13. The light emitting device package of claim 12, wherein the AlInN-based semiconductor layer includes Al1-xInxN:Mg (0<x<0.35).

14. The light emitting device package of claim 13, wherein a range of the x is 0.15<x<0.19.

15. The light emitting device package of claim 12, further comprising:

an undoped nitride layer under the first conductive semiconductor layer; and

a substrate under the undoped nitride layer.

16. The light emitting device package of claim 15, further comprising:

a first electrode layer on the first conductive semiconductor layer; and

a second electrode layer on the second conductive semiconductor layer.

17. The light emitting device package of claim 15, further comprising:

a plurality of protruding patterns on a top surface of the substrate.

18. The light emitting device package of claim 12, further comprising:

a second electrode under the second conductive semiconductor layer; and

a first electrode layer on the first conductive semiconductor layer.

19. The light emitting device package of claim 18, wherein the second electrode layer includes a conductive support substrate, a reflective layer on the conductive support substrate, and an adhesion metal layer interposed between the conductive support substrate and the reflective layer to improve interface adhesion strength.

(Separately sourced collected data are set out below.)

//! Flat-file record store of enrolled face encodings.
//!
//! Two parallel arrays serialized as one JSON document. The whole file is
//! read on load and rewritten on save; records are never updated or removed
//! in place.

use serde::{Deserialize, Serialize};
use std::path::Path;
use thiserror::Error;

#[derive(Error, Debug)]
pub enum StoreError {
    #[error("failed to read store {path}: {source}")]
    Read {
        path: String,
        source: std::io::Error,
    },
    #[error("failed to write store {path}: {source}")]
    Write {
        path: String,
        source: std::io::Error,
    },
    #[error("malformed store {path}: {source}")]
    Malformed {
        path: String,
        source: serde_json::Error,
    },
    #[error("store is misaligned: {names} names for {encodings} encodings")]
    Misaligned { names: usize, encodings: usize },
    #[error("encoding has {actual} dimensions, store holds {expected}-dimensional encodings")]
    DimensionMismatch { expected: usize, actual: usize },
}

/// Enrolled names and their encodings. `names[i]` labels `encodings[i]`.
#[derive(Debug, Clone, Default, PartialEq, Serialize, Deserialize)]
pub struct EncodingStore {
    encodings: Vec<Vec<f32>>,
    names: Vec<String>,
}

impl EncodingStore {
    /// Load the store from `path`. A missing file yields an empty store.
    pub fn load(path: &Path) -> Result<Self, StoreError> {
        if !path.exists() {
            tracing::debug!(path = %path.display(), "store file absent, starting empty");
            return Ok(Self::default());
        }

        let raw = std::fs::read(path).map_err(|source| StoreError::Read {
            path: path.display().to_string(),
            source,
        })?;
        let store: Self = serde_json::from_slice(&raw).map_err(|source| StoreError::Malformed {
            path: path.display().to_string(),
            source,
        })?;
        store.check_aligned()?;

        tracing::info!(path = %path.display(), records = store.len(), "loaded encodings");
        Ok(store)
    }

    /// Rewrite the whole store to `path`, creating parent directories.
    pub fn save(&self, path: &Path) -> Result<(), StoreError> {
        self.check_aligned()?;
        let write_err = |source| StoreError::Write {
            path: path.display().to_string(),
            source,
        };

        if let Some(parent) = path.parent().filter(|p| !p.as_os_str().is_empty()) {
            std::fs::create_dir_all(parent).map_err(write_err)?;
        }
        let body = serde_json::to_vec(self).map_err(|source| StoreError::Malformed {
            path: path.display().to_string(),
            source,
        })?;
        std::fs::write(path, body).map_err(write_err)?;

        tracing::info!(path = %path.display(), records = self.len(), "saved encodings");
        Ok(())
    }

    /// Append one record.
    pub fn push(&mut self, name: &str, encoding: Vec<f32>) -> Result<(), StoreError> {
        if let Some(expected) = self.dim() {
            if encoding.len() != expected {
                return Err(StoreError::DimensionMismatch {
                    expected,
                    actual: encoding.len(),
                });
            }
        }
        self.encodings.push(encoding);
        self.names.push(name.to_string());
        Ok(())
    }

    pub fn clear(&mut self) {
        self.encodings.clear();
        self.names.clear();
    }

    pub fn len(&self) -> usize {
        self.names.len()
    }

    pub fn is_empty(&self) -> bool {
        self.names.is_empty()
    }

    pub fn names(&self) -> &[String] {
        &self.names
    }

    pub fn encodings(&self) -> &[Vec<f32>] {
        &self.encodings
    }

    /// Dimension shared by all encodings, if any are stored.
    pub fn dim(&self) -> Option<usize> {
        self.encodings.first().map(Vec::len)
    }

    /// (name, encoding) pairs in storage order.
    pub fn iter(&self) -> impl Iterator<Item = (&str, &[f32])> {
        self.names
            .iter()
            .map(String::as_str)
            .zip(self.encodings.iter().map(Vec::as_slice))
    }

    /// Number of records per name, in first-enrolled order.
    pub fn name_counts(&self) -> Vec<(&str, usize)> {
        let mut counts: Vec<(&str, usize)> = Vec::new();
        for name in &self.names {
            match counts.iter_mut().find(|(n, _)| n == name) {
                Some((_, count)) => *count += 1,
                None => counts.push((name.as_str(), 1)),
            }
        }
        counts
    }

    fn check_aligned(&self) -> Result<(), StoreError> {
        if self.names.len() != self.encodings.len() {
            return Err(StoreError::Misaligned {
                names: self.names.len(),
                encodings: self.encodings.len(),
            });
        }
        Ok(())
    }
}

20. A lighting system using a light emitting device as a light source, the lighting system comprising:

a substrate; and

at least one light emitting device on the substrate,

wherein the light emitting device includes: a first conductive semiconductor layer including first conductive impurities; a second conductive semiconductor layer including second conductive impurities different from the first conductive impurities; an active layer between the first conductive semiconductor layer and the second conductive semiconductor layer; and an AlInN-based semiconductor layer interposed between the active layer and the second conductive semiconductor layer, wherein the AlInN-based semiconductor layer contacts with both of the active layer and the second conductive semiconductor and includes the second conductive impurities.